//! Numeric array fields: 1-D vectors stored as lists, n-D arrays stored as blobs.

use tracing::trace;

use super::FieldDescriptor;
use crate::array::{exact_in_f64, inexact_integer, NdArray};
use crate::codec::ArrayCodec;
use crate::error::{FieldError, Result};
use crate::value::Value;

/// A one-dimensional array field.
///
/// Accepts lists and 1-D numeric arrays. The data is stored as a list of
/// numbers and always retrieved as a 1-D `float64` array.
#[derive(Debug, Clone, Default)]
pub struct VectorField;

impl VectorField {
    pub fn new() -> Self {
        Self
    }
}

display_as!(VectorField);

impl FieldDescriptor for VectorField {
    fn to_storage(&self, value: &Value) -> Result<Value> {
        self.validate(value)?;
        match value {
            Value::Array(array) => Ok(Value::List(array.to_scalars())),
            other => Ok(other.clone()),
        }
    }

    fn from_storage(&self, value: Value) -> Result<Value> {
        match value {
            Value::Null | Value::Array(_) => Ok(value),
            Value::List(items) => Ok(Value::Array(NdArray::vector_from_scalars(&items)?)),
            other => Err(FieldError::invalid(format!(
                "cannot read a vector from {} value",
                other.type_name()
            ))),
        }
    }

    fn validate(&self, value: &Value) -> Result<()> {
        match value {
            Value::Null => Ok(()),
            Value::Array(array) if array.ndim() > 1 => Err(FieldError::invalid(
                "Only 1D arrays may be used in a vector field",
            )),
            Value::Array(array) => match array.first_inexact_integer() {
                Some(i) => Err(inexact_integer(i)),
                None => Ok(()),
            },
            Value::List(items) => {
                for item in items {
                    match item {
                        Value::Int(i) if !exact_in_f64(*i) => return Err(inexact_integer(*i)),
                        _ if item.as_number().is_none() => {
                            return Err(FieldError::invalid(format!(
                                "Vector elements must be numbers, found {}",
                                item.type_name()
                            )))
                        }
                        _ => {}
                    }
                }
                Ok(())
            }
            _ => Err(FieldError::invalid(
                "Only numeric arrays and lists may be used in a vector field",
            )),
        }
    }
}

/// An n-dimensional array field.
///
/// Accepts numeric arrays. The data is serialized by [`ArrayCodec`] into a
/// compressed blob and always retrieved as a numeric array.
#[derive(Debug, Clone, Default)]
pub struct ArrayField {
    codec: ArrayCodec,
}

impl ArrayField {
    pub fn new() -> Self {
        Self::default()
    }

    pub fn with_codec(codec: ArrayCodec) -> Self {
        Self { codec }
    }

    pub fn codec(&self) -> &ArrayCodec {
        &self.codec
    }
}

display_as!(ArrayField);

impl FieldDescriptor for ArrayField {
    fn to_storage(&self, value: &Value) -> Result<Value> {
        match value {
            Value::Null | Value::Binary(_) => Ok(value.clone()),
            Value::Array(array) => Ok(Value::Binary(self.codec.serialize(array)?)),
            _ => Err(FieldError::invalid(
                "Only numeric arrays may be used in an array field",
            )),
        }
    }

    fn from_storage(&self, value: Value) -> Result<Value> {
        match value {
            Value::Null | Value::Array(_) => Ok(value),
            Value::Binary(blob) => {
                let array = self.codec.deserialize(&blob)?;
                trace!(dtype = %array.dtype(), shape = ?array.shape(), "loaded array");
                Ok(Value::Array(array))
            }
            other => Err(FieldError::invalid(format!(
                "cannot read an array from {} value",
                other.type_name()
            ))),
        }
    }

    fn validate(&self, value: &Value) -> Result<()> {
        match value {
            Value::Null | Value::Array(_) | Value::Binary(_) => Ok(()),
            _ => Err(FieldError::invalid(
                "Only numeric arrays may be used in an array field",
            )),
        }
    }
}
■ ■ ■ ■
Beginning at the first line of the records, give again each line exactly as written, ending with the line that contains "numbers and always".

Solution |
//! Numeric array fields: 1-D vectors stored as lists, n-D arrays stored as blobs.

use tracing::trace;

use super::FieldDescriptor;
use crate::array::{exact_in_f64, inexact_integer, NdArray};
use crate::codec::ArrayCodec;
use crate::error::{FieldError, Result};
use crate::value::Value;

/// A one-dimensional array field.
///
/// Accepts lists and 1-D numeric arrays. The data is stored as a list of
/// numbers and always retrieved as a 1-D `float64` array.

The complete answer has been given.